Thursday, July 11, 2013

The Value of Order

I had a to-do list prepared for today. The plan was to start on it first thing in the morning. I was supposed to sit behind my desk, check my email and immediately start tackling that list. What happened? Not really much. 

As usual, one distraction after the other delayed my intended plan. First it was the request for documentation, then something needed updating and finally someone shirked from their responsibility. It was the latter that consumed most of my morning, particularly because a discussion ensued on the merits of the task and why it was being given such priority. Which is a primary reason why almost nothing is accomplished most work days: someone, somewhere just doesn't see the importance of their assigned tasks. 

Perception has plenty to do with it, of course. Not sure if it was a gender thing, or if birth order played a part. Maybe genetics determines how and why we place importance on one thing over another. I'm not sure. All I know is that after the debate was over, the women were able to see the benefit of the task and the men, naturally, dismissed it as a waste of time - even when they were aware the order came from up above.
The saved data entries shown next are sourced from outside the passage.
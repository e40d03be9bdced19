//! Content factory for loading everything a board needs from one directory.

use std::path::{Path, PathBuf};

use dice_core::CombatConfig;

use crate::catalog::TemplateCatalog;
use crate::loaders::{ConfigLoader, DiceLoader, LoadResult};

/// Content factory that loads all combat content from a data directory.
///
/// # Directory Structure
///
/// ```text
/// data_dir/
/// ├── combat.toml   (optional; defaults apply when absent)
/// └── dice.ron
/// ```
pub struct ContentFactory {
    data_dir: PathBuf,
}

impl ContentFactory {
    pub fn new(data_dir: impl Into<PathBuf>) -> Self {
        Self {
            data_dir: data_dir.into(),
        }
    }

    pub fn data_dir(&self) -> &Path {
        &self.data_dir
    }

    /// Load dice templates from `dice.ron`.
    pub fn load_catalog(&self) -> LoadResult<TemplateCatalog> {
        DiceLoader::load(&self.data_dir.join("dice.ron"))
    }

    /// Load combat tuning from `combat.toml`, or defaults if the file is absent.
    pub fn load_config(&self) -> LoadResult<CombatConfig> {
        let path = self.data_dir.join("combat.toml");
        if !path.exists() {
            return Ok(CombatConfig::default());
        }
        ConfigLoader::load(&path)
    }
}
Roll your eyes all you want, but that's exactly how the consensus was divided: the women saw the significance and the men shrugged it off -stereotypes intended. But that's not the point of this post. I merely felt the need to share that observation. 
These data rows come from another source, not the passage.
//! Scripted combat session driven through a [`RuntimeHandle`].
//!
//! A session places the configured lineup, then alternates combat rounds with
//! a merge pass: after every combat, each pair of same-template same-level
//! dice is merged once. Enemies left standing carry over to the next round.
use std::collections::BTreeMap;

use anyhow::Result;
use serde::Serialize;
use tokio::sync::broadcast::{self, error::RecvError};
use tracing::{debug, info, warn};

use combat_runtime::{CombatTotals, Event, PhaseEvent, RuntimeError, RuntimeHandle, Topic};
use dice_core::{BoardSnapshot, DiceId, MergeReport, PlayerLedger, Position};

use crate::config::{ClientConfig, grid_position};

#[derive(Debug, Serialize)]
pub struct CombatSummary {
    pub index: u32,
    /// Every enemy died before the time limit.
    pub cleared: bool,
    pub survivors: usize,
    pub totals: CombatTotals,
    pub merges: Vec<MergeReport>,
}

#[derive(Debug, Serialize)]
pub struct SessionSummary {
    pub seed: u64,
    pub placed: usize,
    /// Lineup entries the board refused (unknown template, occupied cell).
    pub rejected: Vec<String>,
    pub combats: Vec<CombatSummary>,
    pub player: PlayerLedger,
    pub board: BoardSnapshot,
}

pub struct Session {
    handle: RuntimeHandle,
    config: ClientConfig,
}

impl Session {
    pub fn new(handle: RuntimeHandle, config: ClientConfig) -> Self {
        Self { handle, config }
    }

    pub async fn run(self, seed: u64) -> Result<SessionSummary> {
        let (placed, rejected) = self.place_lineup().await?;
        info!(placed, rejected = rejected.len(), "lineup placed");

        let mut combats = Vec::with_capacity(self.config.combats as usize);
        for index in 0..self.config.combats {
            combats.push(self.run_combat(index).await?);
        }

        Ok(SessionSummary {
            seed,
            placed,
            rejected,
            combats,
            player: self.handle.player().await?,
            board: self.handle.snapshot().await?,
        })
    }

    async fn place_lineup(&self) -> Result<(usize, Vec<String>)> {
        let mut placed = 0;
        let mut rejected = Vec::new();
        for (index, template) in self.config.lineup.iter().enumerate() {
            match self.handle.place(template.as_str(), grid_position(index)).await {
                Ok(_) => placed += 1,
                Err(e) if e.is_recoverable() => {
                    warn!(%template, error = %e, "lineup entry rejected");
                    rejected.push(template.clone());
                }
                Err(e) => return Err(e.into()),
            }
        }
        Ok((placed, rejected))
    }

    async fn run_combat(&self, index: u32) -> Result<CombatSummary> {
        let mut phase_rx = self.handle.subscribe(Topic::Phase);

        for enemy in 0..self.config.enemies {
            let position = Position::new(8.0 + enemy as f32, 0.0);
            self.handle
                .spawn_target(position, self.config.enemy_hp)
                .await?;
        }

        self.handle.start_combat().await?;
        let cleared = tokio::time::timeout(
            self.config.combat_duration,
            wait_for_clear(&mut phase_rx),
        )
        .await
        .unwrap_or(false);
        self.handle.end_combat().await?;

        let totals = self.handle.totals().await?;
        let survivors = self.handle.targets_alive().await?;
        info!(
            combat = index,
            cleared,
            survivors,
            damage = totals.damage,
            kills = totals.kills,
            "combat finished"
        );

        let merges = self.merge_pairs().await?;
        Ok(CombatSummary {
            index,
            cleared,
            survivors,
            totals,
            merges,
        })
    }

    /// Merges the first two dice of every (template, level) group.
    async fn merge_pairs(&self) -> Result<Vec<MergeReport>> {
        let snapshot = self.handle.snapshot().await?;
        let mut groups: BTreeMap<(&str, u32), Vec<DiceId>> = BTreeMap::new();
        for unit in &snapshot.units {
            groups
                .entry((unit.template.as_str(), unit.level))
                .or_default()
                .push(unit.id);
        }

        let mut merges = Vec::new();
        for ids in groups.values() {
            let [consumed, survivor, ..] = ids.as_slice() else {
                continue;
            };
            match self.handle.merge(*consumed, *survivor).await {
                Ok(report) => merges.push(report),
                Err(e @ RuntimeError::IncompatibleMerge { .. }) => {
                    debug!(error = %e, "merge skipped");
                }
                Err(e) => return Err(e.into()),
            }
        }
        Ok(merges)
    }
}

async fn wait_for_clear(rx: &mut broadcast::Receiver<Event>) -> bool {
    loop {
        match rx.recv().await {
            Ok(Event::Phase(PhaseEvent::TargetsCleared { .. })) => return true,
            Ok(_) => {}
            Err(RecvError::Lagged(skipped)) => debug!(skipped, "phase events lagged"),
            Err(RecvError::Closed) => return false,
        }
    }
}

#[cfg(test)]
mod tests {
    use std::time::Duration;

    use combat_runtime::{Runtime, RuntimeConfig};
    use dice_content::DiceLoader;

    use super::*;

    async fn runtime() -> Runtime {
        Runtime::builder()
            .config(RuntimeConfig {
                rng_seed: Some(11),
                ..RuntimeConfig::default()
            })
            .catalog(DiceLoader::builtin().unwrap())
            .build()
            .await
            .unwrap()
    }

    #[tokio::test(start_paused = true)]
    async fn fragile_enemies_are_cleared_and_pairs_merge() {
        let runtime = runtime().await;
        let config = ClientConfig {
            combats: 1,
            enemies: 1,
            enemy_hp: 1.0,
            lineup: vec!["bone_d6".into(), "bone_d6".into(), "no_such_die".into()],
            ..ClientConfig::default()
        };

        let summary = Session::new(runtime.handle(), config).run(11).await.unwrap();

        assert_eq!(summary.placed, 2);
        assert_eq!(summary.rejected, vec!["no_such_die"]);
        let combat = &summary.combats[0];
        assert!(combat.cleared);
        assert_eq!(combat.survivors, 0);
        assert_eq!(combat.totals.kills, 1);
        assert_eq!(combat.merges.len(), 1);
        assert_eq!(summary.board.units.len(), 1);
        assert_eq!(summary.board.units[0].level, 1);

        runtime.shutdown().await.unwrap();
    }

    #[tokio::test(start_paused = true)]
    async fn combat_without_enemies_times_out_uncleared() {
        let runtime = runtime().await;
        let config = ClientConfig {
            combats: 2,
            enemies: 0,
            combat_duration: Duration::from_secs(2),
            lineup: vec!["bone_d6".into()],
            ..ClientConfig::default()
        };

        let summary = Session::new(runtime.handle(), config).run(11).await.unwrap();

        assert_eq!(summary.combats.len(), 2);
        assert!(summary.combats.iter().all(|c| !c.cleared));
        assert!(summary.combats.iter().all(|c| c.totals.fire_ticks == 0));

        runtime.shutdown().await.unwrap();
    }
}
Here is the real point: when individuals don't place value on something, they naturally tend to avoid it. This is true in personal and professionals environments. I have found this to be the case with my children as well. They resist a request until I point out the rationale and explain its importance. It can be an importance based on emotion or reason, but give a person a reason to do something and they will. At least in most instances. 
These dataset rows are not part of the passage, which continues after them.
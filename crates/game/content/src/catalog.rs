//! In-memory registry of validated dice templates.

use std::collections::BTreeMap;
use std::sync::Arc;

use dice_core::{DiceTemplate, ErrorSeverity, GameError, PassiveKind, Rarity, TemplateError};

/// Errors raised while assembling a catalog.
#[derive(Clone, Debug, PartialEq, thiserror::Error)]
pub enum CatalogError {
    #[error("template `{0}` is defined more than once")]
    DuplicateId(String),

    #[error(transparent)]
    Invalid(#[from] TemplateError),
}

impl GameError for CatalogError {
    fn severity(&self) -> ErrorSeverity {
        ErrorSeverity::Validation
    }

    fn error_code(&self) -> &'static str {
        match self {
            Self::DuplicateId(_) => "CATALOG_DUPLICATE_ID",
            Self::Invalid(e) => e.error_code(),
        }
    }
}

/// Validated templates keyed by id.
#[derive(Clone, Debug, Default)]
pub struct TemplateCatalog {
    templates: BTreeMap<String, Arc<DiceTemplate>>,
}

impl TemplateCatalog {
    pub fn new() -> Self {
        Self::default()
    }

    /// Builds a catalog, rejecting invalid and duplicate templates.
    pub fn from_templates(
        templates: impl IntoIterator<Item = DiceTemplate>,
    ) -> Result<Self, CatalogError> {
        let mut catalog = Self::new();
        for template in templates {
            catalog.insert(template)?;
        }
        Ok(catalog)
    }

    pub fn insert(&mut self, template: DiceTemplate) -> Result<Arc<DiceTemplate>, CatalogError> {
        template.validate()?;
        if self.templates.contains_key(&template.id) {
            return Err(CatalogError::DuplicateId(template.id));
        }
        let template = Arc::new(template);
        self.templates
            .insert(template.id.clone(), Arc::clone(&template));
        Ok(template)
    }

    pub fn get(&self, id: &str) -> Option<Arc<DiceTemplate>> {
        self.templates.get(id).cloned()
    }

    pub fn contains(&self, id: &str) -> bool {
        self.templates.contains_key(id)
    }

    pub fn ids(&self) -> impl Iterator<Item = &str> + '_ {
        self.templates.keys().map(String::as_str)
    }

    pub fn iter(&self) -> impl Iterator<Item = &Arc<DiceTemplate>> + '_ {
        self.templates.values()
    }

    /// Templates that can shoot, in id order.
    pub fn attackers(&self) -> impl Iterator<Item = &Arc<DiceTemplate>> + '_ {
        self.iter().filter(|t| t.can_attack)
    }

    pub fn by_rarity(&self, rarity: Rarity) -> impl Iterator<Item = &Arc<DiceTemplate>> + '_ {
        self.iter().filter(move |t| t.rarity == rarity)
    }

    /// First template carrying a passive named `name` (snake_case).
    pub fn with_passive_named(&self, name: &str) -> Option<Arc<DiceTemplate>> {
        self.iter()
            .find(|t| t.passive.as_ref().map(PassiveKind::name) == Some(name))
            .cloned()
    }

    pub fn len(&self) -> usize {
        self.templates.len()
    }

    pub fn is_empty(&self) -> bool {
        self.templates.is_empty()
    }
}

#[cfg(test)]
mod tests {
    use super::*;

    #[test]
    fn rejects_duplicates_and_invalid_templates() {
        let mut catalog = TemplateCatalog::new();
        catalog.insert(DiceTemplate::new("d6", 6, 1.0, 1.0)).unwrap();

        assert_eq!(
            catalog.insert(DiceTemplate::new("d6", 8, 1.0, 1.0)),
            Err(CatalogError::DuplicateId("d6".into()))
        );
        let err = catalog
            .insert(DiceTemplate::new("broken", 6, 1.0, 0.0))
            .unwrap_err();
        assert_eq!(err.error_code(), "TEMPLATE_FIRE_INTERVAL");
        assert_eq!(catalog.len(), 1);
    }

    #[test]
    fn lookups_share_one_allocation() {
        let catalog = TemplateCatalog::from_templates([
            DiceTemplate::new("a", 4, 1.0, 1.0),
            DiceTemplate::new("b", 6, 1.0, 1.0).support_only(),
        ])
        .unwrap();

        let first = catalog.get("a").unwrap();
        let second = catalog.get("a").unwrap();
        assert!(Arc::ptr_eq(&first, &second));
        assert_eq!(catalog.ids().collect::<Vec<_>>(), vec!["a", "b"]);
        assert_eq!(catalog.attackers().count(), 1);
        assert!(catalog.get("missing").is_none());
    }
}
The challenge is to get individuals from different backgrounds to accept something as important. We all have different values and expectations, as I pointed out yesterday in my performance evaluation rant, so how do we get everyone on board so the real work can get done? You can try the 'boss said so' approach but chances are that will lose its affect after awhile. The boss gets busy pretty fast. She hired you to do the job, not to babysit you. So that's not a viable solution. What is left then is a vision of the intended outcome. 

With respect to today's dilemma, it was to envision that time around deadlines, when everyone is scrambling to get their work in on time. It's that desperate period when you have hours to accomplish your work and all the info you need is accessible, so that instead of needless overtime and migraines, you have that chance to look forward to deadlines because everything is in order. Now if that's not a vision to strive or, I don't know what is.